• TASK DETAILS:
Line by line, return the data exactly as shown.

• THE DATA:
------------------------------------

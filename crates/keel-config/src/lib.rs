pub mod document;
pub mod error;

pub use document::{
    BucketConfig, Document, GroupConfig, IdentityManagement, ProviderConfig, Storage, UserConfig,
};
pub use error::*;

use std::path::{Path, PathBuf};

/// Environment variable naming a configuration file directly
pub const CONFIG_PATH_ENV: &str = "KEEL_CONFIG_PATH";

const CANDIDATES: [&str; 4] = ["keel.local.yaml", ".keel.local.yaml", "keel.yaml", ".keel.yaml"];

/// Keel's configuration directory, created on demand
pub fn get_config_dir() -> Result<PathBuf> {
    let config_dir = dirs::config_dir()
        .ok_or(ConfigError::ConfigDirNotFound)?
        .join("keel");

    if !config_dir.exists() {
        std::fs::create_dir_all(&config_dir)?;
    }

    Ok(config_dir)
}

/// Find the project's configuration file
///
/// Search order:
/// 1. `KEEL_CONFIG_PATH`
/// 2. current directory: keel.local.yaml, .keel.local.yaml, keel.yaml, .keel.yaml
/// 3. `./.keel/` with the same order
/// 4. `~/.config/keel/keel.yaml`
pub fn find_config_file() -> Result<PathBuf> {
    if let Ok(config_path) = std::env::var(CONFIG_PATH_ENV) {
        let path = PathBuf::from(config_path);
        if path.exists() {
            return Ok(path);
        }
        tracing::warn!("{} points at a missing file: {}", CONFIG_PATH_ENV, path.display());
    }

    let current_dir = std::env::current_dir()?;

    for filename in &CANDIDATES {
        let path = current_dir.join(filename);
        if path.exists() {
            return Ok(path);
        }
    }

    let keel_dir = current_dir.join(".keel");
    if keel_dir.is_dir() {
        for filename in &CANDIDATES {
            let path = keel_dir.join(filename);
            if path.exists() {
                return Ok(path);
            }
        }
    }

    if let Some(config_dir) = dirs::config_dir() {
        let global_config = config_dir.join("keel").join("keel.yaml");
        if global_config.exists() {
            return Ok(global_config);
        }
    }

    Err(ConfigError::ConfigFileNotFound)
}

/// Read and validate the document at `path`
pub fn load_document(path: &Path) -> Result<Document> {
    tracing::debug!("Loading configuration from {}", path.display());
    let source = std::fs::read_to_string(path)?;
    match Document::from_yaml(&source) {
        Err(ConfigError::Yaml(source)) => Err(ConfigError::Parse {
            path: path.to_path_buf(),
            source,
        }),
        other => other,
    }
}

#[cfg(test)]
mod tests {
    use super::*;
    use serial_test::serial;
    use std::fs;

    #[test]
    fn test_get_config_dir() {
        let config_dir = get_config_dir().unwrap();
        assert!(config_dir.ends_with("keel"));
        assert!(config_dir.exists());
    }

    #[test]
    #[serial]
    fn test_find_config_file_in_current_dir() {
        let temp_dir = tempfile::tempdir().unwrap();
        let original_dir = std::env::current_dir().unwrap();
        fs::write(temp_dir.path().join("keel.yaml"), "{}").unwrap();

        std::env::set_current_dir(&temp_dir).unwrap();
        let result = temp_env::with_var_unset(CONFIG_PATH_ENV, find_config_file);
        std::env::set_current_dir(original_dir).unwrap();

        assert!(result.unwrap().ends_with("keel.yaml"));
    }

    #[test]
    #[serial]
    fn test_find_config_file_local_priority() {
        let temp_dir = tempfile::tempdir().unwrap();
        let original_dir = std::env::current_dir().unwrap();
        fs::write(temp_dir.path().join("keel.yaml"), "{}").unwrap();
        fs::write(temp_dir.path().join(".keel.local.yaml"), "{}").unwrap();

        std::env::set_current_dir(&temp_dir).unwrap();
        let result = temp_env::with_var_unset(CONFIG_PATH_ENV, find_config_file);
        std::env::set_current_dir(original_dir).unwrap();

        assert!(result.unwrap().ends_with(".keel.local.yaml"));
    }

    #[test]
    #[serial]
    fn test_find_config_file_in_keel_dir() {
        let temp_dir = tempfile::tempdir().unwrap();
        let original_dir = std::env::current_dir().unwrap();
        let keel_dir = temp_dir.path().join(".keel");
        fs::create_dir(&keel_dir).unwrap();
        fs::write(keel_dir.join("keel.yaml"), "{}").unwrap();

        std::env::set_current_dir(&temp_dir).unwrap();
        let result = temp_env::with_var_unset(CONFIG_PATH_ENV, find_config_file);
        std::env::set_current_dir(original_dir).unwrap();

        assert!(result.unwrap().ends_with(".keel/keel.yaml"));
    }

    #[test]
    #[serial]
    fn test_find_config_file_env_var() {
        let temp_dir = tempfile::tempdir().unwrap();
        let config_path = temp_dir.path().join("custom.yaml");
        fs::write(&config_path, "{}").unwrap();

        let result = temp_env::with_var(CONFIG_PATH_ENV, Some(&config_path), find_config_file);
        assert_eq!(result.unwrap(), config_path);
    }

    #[test]
    #[serial]
    fn test_find_config_file_not_found() {
        let temp_dir = tempfile::tempdir().unwrap();
        let original_dir = std::env::current_dir().unwrap();

        std::env::set_current_dir(&temp_dir).unwrap();
        let result = temp_env::with_vars(
            [
                (CONFIG_PATH_ENV, None::<&str>),
                ("HOME", Some(temp_dir.path().to_str().unwrap())),
                ("XDG_CONFIG_HOME", Some(temp_dir.path().to_str().unwrap())),
            ],
            find_config_file,
        );
        std::env::set_current_dir(original_dir).unwrap();

        assert!(matches!(result, Err(ConfigError::ConfigFileNotFound)));
    }

    #[test]
    fn test_load_document_reports_path() {
        let temp_dir = tempfile::tempdir().unwrap();
        let path = temp_dir.path().join("keel.yaml");
        fs::write(&path, "identity_management: [not, a, map]").unwrap();

        let err = load_document(&path).unwrap_err();
        assert!(matches!(err, ConfigError::Parse { .. }));
        assert!(err.to_string().contains("keel.yaml"));
    }

    #[test]
    fn test_load_document() {
        let temp_dir = tempfile::tempdir().unwrap();
        let path = temp_dir.path().join("keel.yaml");
        fs::write(
            &path,
            "identity_management:\n  groups:\n    - name: ops\n",
        )
        .unwrap();

        let doc = load_document(&path).unwrap();
        assert_eq!(doc.definitions().len(), 1);
    }
}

------------------------------------

• OUTPUT OF THE TASK:
filename crates/keel-config/src/lib.rs
pub mod document;
pub mod error;

pub use document::{
    BucketConfig, Document, GroupConfig, IdentityManagement, ProviderConfig, Storage, UserConfig,
};
pub use error::*;

use std::path::{Path, PathBuf};

/// Environment variable naming a configuration file directly
pub const CONFIG_PATH_ENV: &str = "KEEL_CONFIG_PATH";

const CANDIDATES: [&str; 4] = ["keel.local.yaml", ".keel.local.yaml", "keel.yaml", ".keel.yaml"];

/// Keel's configuration directory, created on demand
pub fn get_config_dir() -> Result<PathBuf> {
    let config_dir = dirs::config_dir()
        .ok_or(ConfigError::ConfigDirNotFound)?
        .join("keel");

    if !config_dir.exists() {
        std::fs::create_dir_all(&config_dir)?;
    }

    Ok(config_dir)
}

/// Find the project's configuration file
///
/// Search order:
/// 1. `KEEL_CONFIG_PATH`
/// 2. current directory: keel.local.yaml, .keel.local.yaml, keel.yaml, .keel.yaml
/// 3. `./.keel/` with the same order
/// 4. `~/.config/keel/keel.yaml`
pub fn find_config_file() -> Result<PathBuf> {
    if let Ok(config_path) = std::env::var(CONFIG_PATH_ENV) {
        let path = PathBuf::from(config_path);
        if path.exists() {
            return Ok(path);
        }
        tracing::warn!("{} points at a missing file: {}", CONFIG_PATH_ENV, path.display());
    }

    let current_dir = std::env::current_dir()?;

    for filename in &CANDIDATES {
        let path = current_dir.join(filename);
        if path.exists() {
            return Ok(path);
        }
    }

    let keel_dir = current_dir.join(".keel");
    if keel_dir.is_dir() {
        for filename in &CANDIDATES {
            let path = keel_dir.join(filename);
            if path.exists() {
                return Ok(path);
            }
        }
    }

    if let Some(config_dir) = dirs::config_dir() {
        let global_config = config_dir.join("keel").join("keel.yaml");
        if global_config.exists() {
            return Ok(global_config);
        }
    }

    Err(ConfigError::ConfigFileNotFound)
}

/// Read and validate the document at `path`
pub fn load_document(path: &Path) -> Result<Document> {
    tracing::debug!("Loading configuration from {}", path.display());
    let source = std::fs::read_to_string(path)?;
    match Document::from_yaml(&source) {
        Err(ConfigError::Yaml(source)) => Err(ConfigError::Parse {
            path: path.to_path_buf(),
            source,
        }),
        other => other,
    }
}

#[cfg(test)]
mod tests {
    use super::*;
    use serial_test::serial;
    use std::fs;

    #[test]
    fn test_get_config_dir() {
        let config_dir = get_config_dir().unwrap();
        assert!(config_dir.ends_with("keel"));
        assert!(config_dir.exists());
    }

    #[test]
    #[serial]
    fn test_find_config_file_in_current_dir() {
        let temp_dir = tempfile::tempdir().unwrap();
        let original_dir = std::env::current_dir().unwrap();
        fs::write(temp_dir.path().join("keel.yaml"), "{}").unwrap();

        std::env::set_current_dir(&temp_dir).unwrap();
        let result = temp_env::with_var_unset(CONFIG_PATH_ENV, find_config_file);
        std::env::set_current_dir(original_dir).unwrap();

        assert!(result.unwrap().ends_with("keel.yaml"));
    }

    #[test]
    #[serial]
    fn test_find_config_file_local_priority() {
        let temp_dir = tempfile::tempdir().unwrap();
        let original_dir = std::env::current_dir().unwrap();
        fs::write(temp_dir.path().join("keel.yaml"), "{}").unwrap();
        fs::write(temp_dir.path().join(".keel.local.yaml"), "{}").unwrap();

        std::env::set_current_dir(&temp_dir).unwrap();
        let result = temp_env::with_var_unset(CONFIG_PATH_ENV, find_config_file);
        std::env::set_current_dir(original_dir).unwrap();

        assert!(result.unwrap().ends_with(".keel.local.yaml"));
    }

    #[test]
    #[serial]
    fn test_find_config_file_in_keel_dir() {
        let temp_dir = tempfile::tempdir().unwrap();
        let original_dir = std::env::current_dir().unwrap();
        let keel_dir = temp_dir.path().join(".keel");
        fs::create_dir(&keel_dir).unwrap();
        fs::write(keel_dir.join("keel.yaml"), "{}").unwrap();

        std::env::set_current_dir(&temp_dir).unwrap();
        let result = temp_env::with_var_unset(CONFIG_PATH_ENV, find_config_file);
        std::env::set_current_dir(original_dir).unwrap();

        assert!(result.unwrap().ends_with(".keel/keel.yaml"));
    }

    #[test]
    #[serial]
    fn test_find_config_file_env_var() {
        let temp_dir = tempfile::tempdir().unwrap();
        let config_path = temp_dir.path().join("custom.yaml");
        fs::write(&config_path, "{}").unwrap();

        let result = temp_env::with_var(CONFIG_PATH_ENV, Some(&config_path), find_config_file);
        assert_eq!(result.unwrap(), config_path);
    }

    #[test]
    #[serial]
    fn test_find_config_file_not_found() {
        let temp_dir = tempfile::tempdir().unwrap();
        let original_dir = std::env::current_dir().unwrap();

        std::env::set_current_dir(&temp_dir).unwrap();
        let result = temp_env::with_vars(
            [
                (CONFIG_PATH_ENV, None::<&str>),
                ("HOME", Some(temp_dir.path().to_str().unwrap())),
                ("XDG_CONFIG_HOME", Some(temp_dir.path().to_str().unwrap())),
            ],
            find_config_file,
        );
        std::env::set_current_dir(original_dir).unwrap();

        assert!(matches!(result, Err(ConfigError::ConfigFileNotFound)));
    }

    #[test]
    fn test_load_document_reports_path() {
        let temp_dir = tempfile::tempdir().unwrap();
        let path = temp_dir.path().join("keel.yaml");
        fs::write(&path, "identity_management: [not, a, map]").unwrap();

        let err = load_document(&path).unwrap_err();
        assert!(matches!(err, ConfigError::Parse { .. }));
        assert!(err.to_string().contains("keel.yaml"));
    }

    #[test]
    fn test_load_document() {
        let temp_dir = tempfile::tempdir().unwrap();
        let path = temp_dir.path().join("keel.yaml");
        fs::write(
            &path,
            "identity_management:\n  groups:\n    - name: ops\n",
        )
        .unwrap();

        let doc = load_document(&path).unwrap();
        assert_eq!(doc.definitions().len(), 1);
    }
}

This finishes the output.